El clado ancestral de las especies de Phaseolus estudiadas mostró una edad de 4.95 M.a. y la diversificación de los dos clados principales exhibió edad similar (3.8 M.a), la edad menor (0.31 M.a.) se observó en el ancestro en común de P. rotundatus y P. maculatifolius. El subclado 2a (P. pluriflorus, P. esperanzae, P. pedicellatus) tuvo una edad de 2.39 M.a. y el subclado 2b (P. microcarpus, P. glabellus, P. oligospermus, P. gladiolatus, P. zimapanensis y P. albiviolaceus) tiene 2.87 M.a. El subclado 3a (P. filiformis, P. acutifolius, P. coccineus striatus, P. coccineus griseus y P. vulgaris) muestra una edad de 3.26 M.a. y el subclado 3b (P. macvaughii, P. leptostachyus, P. lunatus, P. maculatus, P. maculatifolius y P. rotundatus) tiene 2.68 M.a. Las edades aquí calculadas son similares a las descritas previamente (Delgado-Salinas et al., 2006). Respecto a las especies no estudiadas antes, se determinó que la divergencia entre P. albiviolaceus y P. zimapanensis fue de 0.07 M.a.; mientras que entre P. rotundatus y P. maculatifolius fue de 0.31 M.a.

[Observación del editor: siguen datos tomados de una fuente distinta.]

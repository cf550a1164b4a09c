//! Record a session from a stream of snapshot drafts

use std::path::Path;

use retrace_core::error::{RetraceError, RetraceResult};
use retrace_core::session::SessionManager;
use retrace_core::timeline::SnapshotDraft;
use tokio::io::{AsyncBufRead, AsyncBufReadExt, BufReader};

use super::CommandContext;
use crate::args::RecordArgs;

/// Ingest one JSON snapshot draft per line as a new recording.
///
/// Blank lines are skipped. A malformed line stops the recording; the ticks
/// captured before it are kept and persisted.
pub async fn run(ctx: &CommandContext, args: RecordArgs) -> RetraceResult<()> {
    let manager = ctx.manager().await?;
    let session = manager.start_recording(&args.name, &args.project, &args.entry)?;
    ctx.console
        .info(&format!("Recording session {} from {}", session.id, args.input.display()));

    let ingested = if args.input == Path::new("-") {
        ingest(&manager, BufReader::new(tokio::io::stdin())).await
    } else {
        match tokio::fs::File::open(&args.input).await {
            Ok(file) => ingest(&manager, BufReader::new(file)).await,
            Err(e) => Err(RetraceError::io_with_path(
                format!("Failed to open input: {}", e),
                &args.input,
            )),
        }
    };

    let stopped = manager.stop_recording().await;
    let captured = ingested?;

    match stopped {
        Some(session) if ctx.json => ctx.print_json(&session.summary()),
        Some(session) => {
            ctx.console.success(&format!(
                "Recorded {} ticks into session {}",
                captured, session.id
            ));
            Ok(())
        }
        None => Err(RetraceError::NoActiveSession),
    }
}

async fn ingest<R>(manager: &SessionManager, reader: R) -> RetraceResult<u64>
where
    R: AsyncBufRead + Unpin,
{
    let mut lines = reader.lines();
    let mut line_number = 0;
    let mut captured = 0;

    while let Some(line) = lines.next_line().await? {
        line_number += 1;
        if line.trim().is_empty() {
            continue;
        }
        let draft: SnapshotDraft = serde_json::from_str(&line).map_err(|e| {
            RetraceError::invalid_input(format!("line {}: {}", line_number, e))
        })?;
        manager.capture_snapshot(draft)?;
        captured += 1;
    }

    Ok(captured)
}

#[cfg(test)]
mod tests {
    use super::*;
    use tempfile::TempDir;

    #[tokio::test]
    async fn test_ingest_skips_blank_lines() {
        let dir = TempDir::new().unwrap();
        let manager = SessionManager::in_memory(dir.path());
        manager.start_recording("t", ".", "main").unwrap();

        let input = "{\"variables\": [{\"name\": \"x\", \"value\": {\"kind\": \"int\", \"value\": 1}, \"type\": \"integer\"}]}\n\n{}\n";
        let captured = ingest(&manager, BufReader::new(input.as_bytes()))
            .await
            .unwrap();
        assert_eq!(captured, 2);

        let session = manager.stop_recording().await.unwrap();
        assert_eq!(session.total_ticks, 2);
        assert!(session.snapshot(1).unwrap().variable("x").is_some());
    }

    #[tokio::test]
    async fn test_ingest_reports_bad_line() {
        let dir = TempDir::new().unwrap();
        let manager = SessionManager::in_memory(dir.path());
        manager.start_recording("t", ".", "main").unwrap();

        let err = ingest(&manager, BufReader::new("{}\nnot json\n".as_bytes()))
            .await
            .unwrap_err();
        assert!(err.to_string().contains("line 2"));

        let session = manager.stop_recording().await.unwrap();
        assert_eq!(session.total_ticks, 1);
    }
}
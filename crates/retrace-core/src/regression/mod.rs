//! Regression point search
//!
//! Walks a working and a failing recording in lockstep and reports the
//! first tick at which their normalized snapshot contents differ.

mod hash;
mod locator;

pub use hash::snapshot_hash;
pub use locator::{RegressionPoint, find_regression_point, locate_regression};
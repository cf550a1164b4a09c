//! Constructor methods for RetraceError

use std::path::PathBuf;

use super::types::RetraceError;

impl RetraceError {
    /// Create an already-recording error naming the active session
    pub fn already_recording(active_id: impl Into<String>) -> Self {
        Self::AlreadyRecording {
            active_id: active_id.into(),
        }
    }

    /// Create a session-not-found error
    pub fn session_not_found(id: impl Into<String>) -> Self {
        Self::SessionNotFound { id: id.into() }
    }

    /// Create a session-already-exists error
    pub fn session_exists(id: impl Into<String>) -> Self {
        Self::SessionAlreadyExists { id: id.into() }
    }

    /// Create a session-busy error
    pub fn session_busy(id: impl Into<String>, reason: impl Into<String>) -> Self {
        Self::SessionBusy {
            id: id.into(),
            reason: reason.into(),
        }
    }

    /// Create a corrupt-artifact error
    pub fn corrupt_artifact(path: impl Into<PathBuf>, message: impl Into<String>) -> Self {
        Self::CorruptArtifact {
            path: path.into(),
            message: message.into(),
        }
    }

    /// Create a new configuration error
    pub fn config(message: impl Into<String>) -> Self {
        Self::Config {
            message: message.into(),
            context: None,
        }
    }

    /// Create a configuration error with context
    pub fn config_with_context(message: impl Into<String>, context: impl Into<String>) -> Self {
        Self::Config {
            message: message.into(),
            context: Some(context.into()),
        }
    }

    /// Create a new IO error
    pub fn io(message: impl Into<String>) -> Self {
        Self::Io {
            message: message.into(),
            path: None,
            context: None,
        }
    }

    /// Create an IO error with path
    pub fn io_with_path(message: impl Into<String>, path: impl Into<PathBuf>) -> Self {
        Self::Io {
            message: message.into(),
            path: Some(path.into()),
            context: None,
        }
    }

    /// Create a new JSON error
    pub fn json(message: impl Into<String>) -> Self {
        Self::Json {
            message: message.into(),
            context: None,
        }
    }

    /// Create a new invalid input error
    pub fn invalid_input(message: impl Into<String>) -> Self {
        Self::InvalidInput {
            message: message.into(),
            field: None,
            context: None,
        }
    }

    /// Create an invalid input error with field
    pub fn invalid_input_field(message: impl Into<String>, field: impl Into<String>) -> Self {
        Self::InvalidInput {
            message: message.into(),
            field: Some(field.into()),
            context: None,
        }
    }

    /// Create a new storage error
    pub fn storage(message: impl Into<String>) -> Self {
        Self::Storage {
            message: message.into(),
            context: None,
        }
    }

    /// Create a generic error
    pub fn other(message: impl Into<String>) -> Self {
        Self::Other {
            message: message.into(),
            context: None,
        }
    }

    /// Add context to any error that carries a context slot
    pub fn with_context(mut self, new_context: impl Into<String>) -> Self {
        match &mut self {
            Self::Config { context, .. }
            | Self::Io { context, .. }
            | Self::Json { context, .. }
            | Self::InvalidInput { context, .. }
            | Self::Storage { context, .. }
            | Self::Other { context, .. } => {
                *context = Some(new_context.into());
            }
            _ => {}
        }
        self
    }
}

Estudios a futuro deben contemplar las especies ya conocidas y las que se identifiquen como nuevas a partir de colectas recientes y amplias de germoplasma (Debouck, 2021), de modo que se puedan resolver las inconsistencias e incertidumbres con respecto a la clasificación filogenética de las especies del género Phaseolus, considerando las tasas evolutivas rápidas en el género (Delgado-Salinas et al., 2006).
Conclusiones
El género Phaseolus es un grupo monofilético que se subdivide en dos linajes principales: uno incluye P. pluriflorus, P. esperanzae, P. pedicellatus, P. microcarpus, P. glabellus, P. oligospermus, P. gladiolatus, P. zimapanensis y P. albiviolaceus; y otro a P. filiformis, P. acutifolius, P. vulgaris, P. coccineus striatus, P. coccineus griseus, P. macvaughii, P. leptostachyus, P. lunatus, P. maculatus, P. maculatifolius y P. rotundatus.
La topología de los subclados distales en las filogenias reconstruidas con tres estuvo de acuerdo, en general, con la topología para Phaseolus de Delgado-Salinas et al. (2006). De las especies no estudiadas previamente se observó que P. albiviolaceus, según su morfología, pertenece al grupo Pedicellatus pero aquí se ubicó en el grupo Tuerckheimii, mientras que P. maculatifolius y P. rotundatus se incluyeron en el grupo Polystachios.
El clado ancestral de las especies de Phaseolus mostró una edad de 4.95 M.a. y la diversificación de los dos clados principales exhibió edad similar (3.8 M.a), La divergencia entre P. albiviolaceus y P. zimapanensis fue de 0.07 M.a. mientras que entre P. rotundatus y P. maculatifolius fue de 0.31 M.a.